> [Exercise details]: Please count the lines of the data that contain "InvalidEvent" and state only the total.

> [Exercise input]:
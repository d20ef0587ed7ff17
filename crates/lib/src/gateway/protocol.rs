//! Slack Events API wire types: request body parsing, retry header, response bodies.

use crate::intake::InboundEvent;
use axum::http::HeaderMap;
use serde::Serialize;
use serde_json::Value;

/// Headers carrying the delivery attempt number. Absent or "0" means first attempt.
pub const RETRY_HEADERS: &[&str] = &["x-slack-retry-num", "x-retry-num"];

/// Parsed POST body.
#[derive(Debug, Clone, PartialEq, Eq)]
pub enum WebhookPayload {
    /// `{"type":"url_verification","challenge":"..."}`: echo the challenge back.
    Handshake { challenge: String },
    /// `{"event_id":"...","event":{...}}`.
    Event(InboundEvent),
    /// Valid JSON object that is neither of the above; acknowledged and dropped.
    Other,
}

/// The body could not be understood at all. The only case answered with 400.
#[derive(Debug, thiserror::Error)]
pub enum PayloadError {
    #[error("invalid JSON body: {0}")]
    InvalidJson(#[from] serde_json::Error),
    #[error("body is not a JSON object")]
    NotAnObject,
    #[error("url_verification without challenge")]
    MissingChallenge,
    #[error("event payload without event_id")]
    MissingEventId,
    #[error("event is not a JSON object")]
    InvalidEvent,
}

/// `{"challenge":"<token>"}`
#[derive(Debug, Serialize)]
pub struct ChallengeResponse {
    pub challenge: String,
}

/// `{"status":"ok"}`
#[derive(Debug, Serialize)]
pub struct AckResponse {
    pub status: &'static str,
}

impl AckResponse {
    pub fn ok() -> Self {
        Self { status: "ok" }
    }
}

/// `{"error":"<detail>"}`
#[derive(Debug, Serialize)]
pub struct ErrorResponse {
    pub error: String,
}

/// String field of a JSON object; non-string values count as absent.
fn str_field<'a>(obj: &'a Value, key: &str) -> Option<&'a str> {
    obj.get(key).and_then(|v| v.as_str())
}

impl WebhookPayload {
    /// Parse a request body. The returned event has `retry_count` 0; the caller fills it from headers.
    ///
    /// Inner event fields are read leniently: a field of an unexpected JSON type is treated as
    /// missing so that unusual events are acknowledged instead of rejected.
    pub fn parse(body: &[u8]) -> Result<Self, PayloadError> {
        let value: Value = serde_json::from_slice(body)?;
        if !value.is_object() {
            return Err(PayloadError::NotAnObject);
        }

        if str_field(&value, "type") == Some("url_verification") {
            let challenge = str_field(&value, "challenge").ok_or(PayloadError::MissingChallenge)?;
            return Ok(WebhookPayload::Handshake {
                challenge: challenge.to_string(),
            });
        }

        let Some(event) = value.get("event") else {
            return Ok(WebhookPayload::Other);
        };
        if !event.is_object() {
            return Err(PayloadError::InvalidEvent);
        }
        let event_id = str_field(&value, "event_id")
            .filter(|id| !id.is_empty())
            .ok_or(PayloadError::MissingEventId)?;

        Ok(WebhookPayload::Event(InboundEvent {
            event_id: event_id.to_string(),
            retry_count: 0,
            event_type: str_field(event, "type").map(str::to_string),
            subtype: str_field(event, "subtype").map(str::to_string),
            originator_id: str_field(event, "user").unwrap_or_default().to_string(),
            text: str_field(event, "text").unwrap_or_default().to_string(),
            conversation_id: str_field(event, "channel").unwrap_or_default().to_string(),
        }))
    }
}

/// Attempt number from a retry header value. Absent, empty or "0" is the first attempt;
/// anything that is not a number counts as a retry.
pub fn parse_retry_num(value: Option<&str>) -> u32 {
    match value.map(str::trim) {
        None | Some("") => 0,
        Some(v) => v.parse().unwrap_or(1),
    }
}

/// Attempt number from request headers (first matching header in `RETRY_HEADERS`).
pub fn retry_count(headers: &HeaderMap) -> u32 {
    let value = RETRY_HEADERS
        .iter()
        .find_map(|name| headers.get(*name))
        .map(|v| v.to_str().unwrap_or("invalid"));
    parse_retry_num(value)
}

> [Answer box]: 2